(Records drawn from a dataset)
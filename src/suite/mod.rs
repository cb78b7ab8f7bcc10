//! Test-case registry and run driver
//!
//! Test cases are looked up by RPC method name in an explicit map built at
//! startup. Each one either replays a catalog of hand-written requests or
//! drives the transaction scenario engine.

mod requests;

pub use requests::{RequestCase, SendRawTransactionCase};

use crate::chain::{ChainState, ConfirmationWaiter};
use crate::config::Settings;
use crate::error::{HarnessError, HarnessResult};
use crate::report::Reporter;
use crate::rpc::RpcClient;
use crate::scenario::{Outcome, ScenarioReport};
use crate::tx::{FeeHeuristics, ParameterResolver};

use async_trait::async_trait;
use ethers::signers::{LocalWallet, Signer};
use ethers::types::Address;
use std::collections::{BTreeMap, HashMap};
use std::sync::Arc;
use tracing::{error, info, warn};

/// Test cases run when none are selected
pub const DEFAULT_TESTS: &[&str] = &["eth_estimateGas", "eth_sendRawTransaction"];

/// Everything a test case needs to talk to the node under test
pub struct RunContext {
    pub chain: Arc<dyn ChainState>,
    pub rpc: RpcClient,
    pub reporter: Reporter,
    pub resolver: ParameterResolver,
    pub waiter: ConfirmationWaiter,
    pub wallet: LocalWallet,
    pub chain_id: u64,
    /// Default transaction recipient
    pub to_contract: Option<Address>,
    /// Address with no code, used by the invalid-contract cases
    pub invalid_contract: Address,
    /// Deployed contracts by name
    pub contracts: HashMap<String, Address>,
}

impl RunContext {
    pub fn from_settings(
        settings: &Settings,
        chain: Arc<dyn ChainState>,
        reporter: Reporter,
    ) -> HarnessResult<Self> {
        let network = settings
            .network()
            .map_err(|e| HarnessError::Config(e.to_string()))?;

        let wallet: LocalWallet = network
            .private_key
            .trim()
            .trim_start_matches("0x")
            .parse()
            .map_err(|e| HarnessError::Wallet(format!("failed to load private key: {}", e)))?;

        let mut contracts = HashMap::new();
        for (name, address) in &network.contracts {
            contracts.insert(name.clone(), parse_address(name, address)?);
        }

        let to_contract = if network.to_contract.is_empty() {
            contracts.get("storage").copied()
        } else {
            Some(parse_address("to_contract", &network.to_contract)?)
        };
        let invalid_contract = if network.invalid_contract.is_empty() {
            Address::zero()
        } else {
            parse_address("invalid_contract", &network.invalid_contract)?
        };

        Ok(Self {
            chain,
            rpc: RpcClient::new(&network.rpc_url, settings.harness.rpc_timeout())?,
            reporter,
            resolver: ParameterResolver::new(FeeHeuristics::from_config(&settings.fees)),
            waiter: ConfirmationWaiter::new(
                settings.harness.confirmation_timeout(),
                settings.harness.confirmation_poll(),
            ),
            wallet,
            chain_id: network.chain_id,
            to_contract,
            invalid_contract,
            contracts,
        })
    }

    /// Address of the configured signing key
    pub fn from(&self) -> Address {
        self.wallet.address()
    }
}

fn parse_address(name: &str, raw: &str) -> HarnessResult<Address> {
    raw.trim()
        .parse()
        .map_err(|e| HarnessError::Config(format!("invalid address for {}: {} ({})", name, raw, e)))
}

/// One named group of exchanges with the node
#[async_trait]
pub trait TestCase: Send + Sync {
    /// RPC method the case targets; also its registry key
    fn name(&self) -> &'static str;

    fn requires_contract(&self) -> bool;

    /// Run every exchange of the case; only fatal errors are returned
    async fn execute(&self, ctx: &RunContext) -> HarnessResult<Vec<ScenarioReport>>;
}

/// All known test cases by name
pub fn registry() -> HashMap<&'static str, Box<dyn TestCase>> {
    let cases: Vec<Box<dyn TestCase>> = vec![
        Box::new(RequestCase::balance()),
        Box::new(RequestCase::code_at()),
        Box::new(RequestCase::call()),
        Box::new(RequestCase::estimate_gas()),
        Box::new(SendRawTransactionCase),
    ];
    cases.into_iter().map(|case| (case.name(), case)).collect()
}

/// Per-outcome tally of a run
#[derive(Debug, Default, Clone, PartialEq, Eq)]
pub struct RunSummary {
    pub outcomes: BTreeMap<&'static str, usize>,
    /// Selected test cases that could not run
    pub skipped: Vec<String>,
}

impl RunSummary {
    pub fn record(&mut self, outcome: Outcome) {
        *self.outcomes.entry(outcome.as_str()).or_default() += 1;
    }

    pub fn count(&self, outcome: Outcome) -> usize {
        self.outcomes.get(outcome.as_str()).copied().unwrap_or(0)
    }

    pub fn total(&self) -> usize {
        self.outcomes.values().sum()
    }
}

/// Run the selected test cases in order
///
/// Unknown names and cases missing a required contract are skipped. A fatal
/// error stops the run immediately.
pub async fn run_tests(ctx: &RunContext, selected: &[String]) -> HarnessResult<RunSummary> {
    let registry = registry();
    let names: Vec<String> = if selected.is_empty() {
        DEFAULT_TESTS.iter().map(|s| s.to_string()).collect()
    } else {
        selected.to_vec()
    };

    let mut summary = RunSummary::default();
    for (i, name) in names.iter().enumerate() {
        let Some(case) = registry.get(name.as_str()) else {
            error!("{}", HarnessError::TestCaseNotFound(name.clone()));
            summary.skipped.push(name.clone());
            continue;
        };

        if case.requires_contract() && ctx.to_contract.is_none() {
            warn!(test = %name, "No default contract configured, skipping");
            summary.skipped.push(name.clone());
            continue;
        }

        info!("[{}/{}] Running test: {}", i + 1, names.len(), name);
        ctx.reporter.test_case(name)?;

        let started = std::time::Instant::now();
        let reports = case.execute(ctx).await?;
        for report in &reports {
            summary.record(report.outcome());
        }
        info!(
            test = %name,
            exchanges = reports.len(),
            elapsed_ms = started.elapsed().as_millis() as u64,
            "Test completed"
        );
    }

    Ok(summary)
}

**Directions:** Word for word, repeat every record.

**Task answer:**
filename src/suite/mod.rs
repository cb78b7ab8f7bcc10
//! Test-case registry and run driver
//!
//! Test cases are looked up by RPC method name in an explicit map built at
//! startup. Each one either replays a catalog of hand-written requests or
//! drives the transaction scenario engine.

mod requests;

pub use requests::{RequestCase, SendRawTransactionCase};

use crate::chain::{ChainState, ConfirmationWaiter};
use crate::config::Settings;
use crate::error::{HarnessError, HarnessResult};
use crate::report::Reporter;
use crate::rpc::RpcClient;
use crate::scenario::{Outcome, ScenarioReport};
use crate::tx::{FeeHeuristics, ParameterResolver};

use async_trait::async_trait;
use ethers::signers::{LocalWallet, Signer};
use ethers::types::Address;
use std::collections::{BTreeMap, HashMap};
use std::sync::Arc;
use tracing::{error, info, warn};

/// Test cases run when none are selected
pub const DEFAULT_TESTS: &[&str] = &["eth_estimateGas", "eth_sendRawTransaction"];

/// Everything a test case needs to talk to the node under test
pub struct RunContext {
    pub chain: Arc<dyn ChainState>,
    pub rpc: RpcClient,
    pub reporter: Reporter,
    pub resolver: ParameterResolver,
    pub waiter: ConfirmationWaiter,
    pub wallet: LocalWallet,
    pub chain_id: u64,
    /// Default transaction recipient
    pub to_contract: Option<Address>,
    /// Address with no code, used by the invalid-contract cases
    pub invalid_contract: Address,
    /// Deployed contracts by name
    pub contracts: HashMap<String, Address>,
}

impl RunContext {
    pub fn from_settings(
        settings: &Settings,
        chain: Arc<dyn ChainState>,
        reporter: Reporter,
    ) -> HarnessResult<Self> {
        let network = settings
            .network()
            .map_err(|e| HarnessError::Config(e.to_string()))?;

        let wallet: LocalWallet = network
            .private_key
            .trim()
            .trim_start_matches("0x")
            .parse()
            .map_err(|e| HarnessError::Wallet(format!("failed to load private key: {}", e)))?;

        let mut contracts = HashMap::new();
        for (name, address) in &network.contracts {
            contracts.insert(name.clone(), parse_address(name, address)?);
        }

        let to_contract = if network.to_contract.is_empty() {
            contracts.get("storage").copied()
        } else {
            Some(parse_address("to_contract", &network.to_contract)?)
        };
        let invalid_contract = if network.invalid_contract.is_empty() {
            Address::zero()
        } else {
            parse_address("invalid_contract", &network.invalid_contract)?
        };

        Ok(Self {
            chain,
            rpc: RpcClient::new(&network.rpc_url, settings.harness.rpc_timeout())?,
            reporter,
            resolver: ParameterResolver::new(FeeHeuristics::from_config(&settings.fees)),
            waiter: ConfirmationWaiter::new(
                settings.harness.confirmation_timeout(),
                settings.harness.confirmation_poll(),
            ),
            wallet,
            chain_id: network.chain_id,
            to_contract,
            invalid_contract,
            contracts,
        })
    }

    /// Address of the configured signing key
    pub fn from(&self) -> Address {
        self.wallet.address()
    }
}

fn parse_address(name: &str, raw: &str) -> HarnessResult<Address> {
    raw.trim()
        .parse()
        .map_err(|e| HarnessError::Config(format!("invalid address for {}: {} ({})", name, raw, e)))
}

/// One named group of exchanges with the node
#[async_trait]
pub trait TestCase: Send + Sync {
    /// RPC method the case targets; also its registry key
    fn name(&self) -> &'static str;

    fn requires_contract(&self) -> bool;

    /// Run every exchange of the case; only fatal errors are returned
    async fn execute(&self, ctx: &RunContext) -> HarnessResult<Vec<ScenarioReport>>;
}

/// All known test cases by name
pub fn registry() -> HashMap<&'static str, Box<dyn TestCase>> {
    let cases: Vec<Box<dyn TestCase>> = vec![
        Box::new(RequestCase::balance()),
        Box::new(RequestCase::code_at()),
        Box::new(RequestCase::call()),
        Box::new(RequestCase::estimate_gas()),
        Box::new(SendRawTransactionCase),
    ];
    cases.into_iter().map(|case| (case.name(), case)).collect()
}

/// Per-outcome tally of a run
#[derive(Debug, Default, Clone, PartialEq, Eq)]
pub struct RunSummary {
    pub outcomes: BTreeMap<&'static str, usize>,
    /// Selected test cases that could not run
    pub skipped: Vec<String>,
}

impl RunSummary {
    pub fn record(&mut self, outcome: Outcome) {
        *self.outcomes.entry(outcome.as_str()).or_default() += 1;
    }

    pub fn count(&self, outcome: Outcome) -> usize {
        self.outcomes.get(outcome.as_str()).copied().unwrap_or(0)
    }

    pub fn total(&self) -> usize {
        self.outcomes.values().sum()
    }
}

/// Run the selected test cases in order
///
/// Unknown names and cases missing a required contract are skipped. A fatal
/// error stops the run immediately.
pub async fn run_tests(ctx: &RunContext, selected: &[String]) -> HarnessResult<RunSummary> {
    let registry = registry();
    let names: Vec<String> = if selected.is_empty() {
        DEFAULT_TESTS.iter().map(|s| s.to_string()).collect()
    } else {
        selected.to_vec()
    };

    let mut summary = RunSummary::default();
    for (i, name) in names.iter().enumerate() {
        let Some(case) = registry.get(name.as_str()) else {
            error!("{}", HarnessError::TestCaseNotFound(name.clone()));
            summary.skipped.push(name.clone());
            continue;
        };

        if case.requires_contract() && ctx.to_contract.is_none() {
            warn!(test = %name, "No default contract configured, skipping");
            summary.skipped.push(name.clone());
            continue;
        }

        info!("[{}/{}] Running test: {}", i + 1, names.len(), name);
        ctx.reporter.test_case(name)?;

        let started = std::time::Instant::now();
        let reports = case.execute(ctx).await?;
        for report in &reports {
            summary.record(report.outcome());
        }
        info!(
            test = %name,
            exchanges = reports.len(),
            elapsed_ms = started.elapsed().as_millis() as u64,
            "Test completed"
        );
    }

    Ok(summary)
}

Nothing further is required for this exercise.